Around 200 million years ago, for a period of 100 million years, a flowing mass of lava began to emerge from within the earth — the Stormberg lavas.
Fluid enough to flow over the land and fill hollows, troughs and valleys, it left behind an almost horizontal aspect, trapping sandstones beneath.
Eventually an area of at least 2,000,000 square kilometres were covered by these various lava sheets to a depth of perhaps nearly 1000 metres deep at Victoria Falls and up to 9000 metres elsewhere!
This basalt was subjected to great stress due to cooling and regional tectonic activity.

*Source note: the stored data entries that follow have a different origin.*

impl MemoryStore {
    /// Create a store holding only the `/sitecore` root, language `en`
    pub fn new(name: &str) -> Self {
        let root = derive_id("", ROOT_NAME);
        let mut items = AHashMap::new();
        items.insert(
            root,
            StoredItem {
                name: ROOT_NAME.to_string(),
                parent: None,
                template: FOLDER_TEMPLATE.to_string(),
                children: Vec::new(),
                shared: BTreeMap::new(),
                versioned: BTreeMap::new(),
            },
        );

        let mut templates = AHashMap::new();
        let folder = Template::new(FOLDER_TEMPLATE, Vec::new());
        templates.insert(folder.name.to_lowercase(), folder);

        Self {
            name: name.to_string(),
            read_only: false,
            languages: vec![Language::from("en")],
            state: RwLock::new(State {
                root,
                items,
                templates,
                domains: AHashMap::new(),
            }),
            edits: Mutex::new(AHashMap::new()),
            faults: Mutex::new(Faults::default()),
        }
    }

    /// Create a store with `/sitecore/system/Dictionary` and the dictionary templates
    pub fn with_dictionary(name: &str) -> Self {
        let store = Self::new(name);
        store.register_template(Template::dictionary_folder());
        store.register_template(Template::dictionary_entry());
        if let Err(e) = store.ensure_path(DICTIONARY_ROOT) {
            tracing::warn!(store = name, "Failed to create dictionary root: {:#}", e);
        }
        store
    }

    /// Replace the available languages; the first one becomes the default
    pub fn with_languages(mut self, languages: &[&str]) -> Self {
        self.languages = languages.iter().map(|l| Language::from(*l)).collect();
        self
    }

    /// Mark the store read-only
    pub fn read_only(mut self) -> Self {
        self.read_only = true;
        self
    }

    /// Register (or replace) a template
    pub fn register_template(&self, template: Template) {
        self.state
            .write()
            .templates
            .insert(template.name.to_lowercase(), template);
    }

    /// Create any missing folders along an absolute path
    pub fn ensure_path(&self, path: &str) -> Result<Record> {
        let mut state = self.state.write();
        let mut segments = path.split('/').filter(|s| !s.is_empty());

        match segments.next() {
            Some(first) if first.eq_ignore_ascii_case(ROOT_NAME) => {}
            _ => anyhow::bail!("Path must start at /{}: {}", ROOT_NAME, path),
        }

        let mut current = state.root;
        for segment in segments {
            current = match state.child_named(&current, segment) {
                Some(existing) => existing,
                None => {
                    let parent_path = state.path_of(&current);
                    let id = derive_id(&parent_path, segment);
                    state.insert(id, current, segment, FOLDER_TEMPLATE);
                    id
                }
            };
        }

        let language = self.default_language();
        state
            .record(&current, &language)
            .with_context(|| format!("Path vanished while creating it: {}", path))
    }

    /// Register a dictionary domain; `root` is `None` for a domain without a root record
    pub fn register_domain(&self, name: &str, root: Option<ItemId>) {
        self.state.write().domains.insert(name.to_lowercase(), root);
    }

    /// Write a field value directly, bypassing the edit bracket
    pub fn put_value(&self, id: &ItemId, language: &Language, field: &str, value: &str) -> Result<()> {
        let mut state = self.state.write();
        let (canonical, shared) = {
            let item = state
                .items
                .get(id)
                .with_context(|| format!("Item {} not found", id))?;
            let template = state
                .template(&item.template)
                .with_context(|| format!("Template '{}' not found", item.template))?;
            let def = template
                .field(field)
                .with_context(|| format!("Field '{}' not found on '{}'", field, template.name))?;
            (def.name.clone(), def.shared)
        };

        if let Some(item) = state.items.get_mut(id) {
            if shared {
                item.shared.insert(canonical, value.to_string());
            } else {
                item.versioned
                    .entry(language.clone())
                    .or_default()
                    .insert(canonical, value.to_string());
            }
        }
        Ok(())
    }

    /// Make the next `count` identity-based creations fail
    pub fn fail_identity_creates(&self, count: usize) {
        self.faults.lock().identity_create_failures = count;
    }

    /// Make every commit on `id` fail
    pub fn fail_commits_for(&self, id: ItemId) {
        self.faults.lock().failing_commits.insert(id);
    }

    /// True while any language variant of `id` is open for editing
    pub fn is_editing(&self, id: &ItemId) -> bool {
        self.edits.lock().keys().any(|(edit_id, _)| edit_id == id)
    }

    /// Number of stored items, root included
    pub fn len(&self) -> usize {
        self.state.read().items.len()
    }

    /// True when only the root exists
    pub fn is_empty(&self) -> bool {
        self.len() <= 1
    }

    /// Serializable image of every item, keyed by path
    pub fn snapshot(&self) -> StoreSnapshot {
        let state = self.state.read();
        let items = state
            .items
            .iter()
            .map(|(id, item)| {
                let versioned = item
                    .versioned
                    .iter()
                    .map(|(lang, values)| (lang.to_string(), values.clone()))
                    .collect();
                (
                    state.path_of(id),
                    ItemSnapshot {
                        id: *id,
                        template: item.template.clone(),
                        shared: item.shared.clone(),
                        versioned,
                    },
                )
            })
            .collect();
        StoreSnapshot { items }
    }

    fn has_language(&self, language: &Language) -> bool {
        self.languages.contains(language)
    }

    fn ensure_writable(&self) -> Result<()> {
        if self.read_only {
            anyhow::bail!("Database '{}' is read-only", self.name);
        }
        Ok(())
    }
}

This stress caused deep fracturing and lines of weakness, and it is these that the growing Zambezi river would come to exploit in its course via river capture.
Explain river capture.
When a river is extending its channel upstream by headward erosion ( the lengthening of a river’s course by erosion backwards from its source), it may come into contact with the headwaters of a river which is less vigorous.
The headwaters from the minor river may be diverted into the more rapidly eroding channel. This is more or less how the Zambezi has grown into the massive river we know today.
At one time, most of the tributaries of the Zambezi river flowed south into the Limpopo River, but have all been captured.
As Gondwana broke up and as the continents drifted, river by river, flow in the Proto‑Zambezi’s catchment was redirected eastwards into the Indian Ocean, away from the previous lake inland where Botswana lies today.
The Zambezi captured rivers arising to the north – the Kafue, then the upper Zambezi and lower Kwando.
This capture resulted in the loss of water to the palaeo-lake Makgadikgadi and it shrank in size.
And the evidence from fish?
Something quite fun to consider is the fact that we can also trace the changing river systems in this area thanks to the spread of a rather important creature to Zimbabwe’s tourism industry.
The first known ancestors of the tigerfishes, Hydrocynus, are known in North Africa dated to between 35-21 million years ago.
The evidence from DNA studies reveals our local tigerfish, the Zambezi tigerfish, H. vittatus evolved within the confines of the Zambezi River where it became isolated from neighbouring populations in central Africa within the past 2-3 million years.
The species is believed to have originated in the Congo Basin; and thereafter it dispersed through south- central Africa southwards as far as southern Mozambique, and Mpumalanga and Kwa-Zulu-Natal in South Africa. T
he Kasai, a north-flowing Congo tributary, captured an easterly flowing headwater of the Upper Zambezi. Thereafter tigerfish dispersed far and wide south of the Southern Equatorial Divide.
It only colonised the Middle Zambezi below the Batoka Gorges within the past 200,000 years.
What next?
The next river to be captured is the Okavango which will see the eventual end of the magnificent Delta.
Once the Okavango River is captured an entire drainage network that once formed part of the Limpopo Rover system will have shifted to the Zambezi.
Geologically recent captures of the Chobe, Kafue and Upper Zambezi testify to the relative youth of the (modern) river’s shape.
The Great Equatorial Divide on Africa’s high plateaux comprises the Zambezi’s modern watershed, and its present position testifies to repeated re-shuffles of links between long lived rivers. To summarise, scientists now estimate the modern Zambezi basin to be barely 250 thousand years old.
This article is based on the work published by: Cotterill, F.P.D., A.E. Moore & R.M. Key. 2016. On the Antiquity of the Zambezi River, its Rifts, and its Wilderness. African Fisherman 172, 31-35.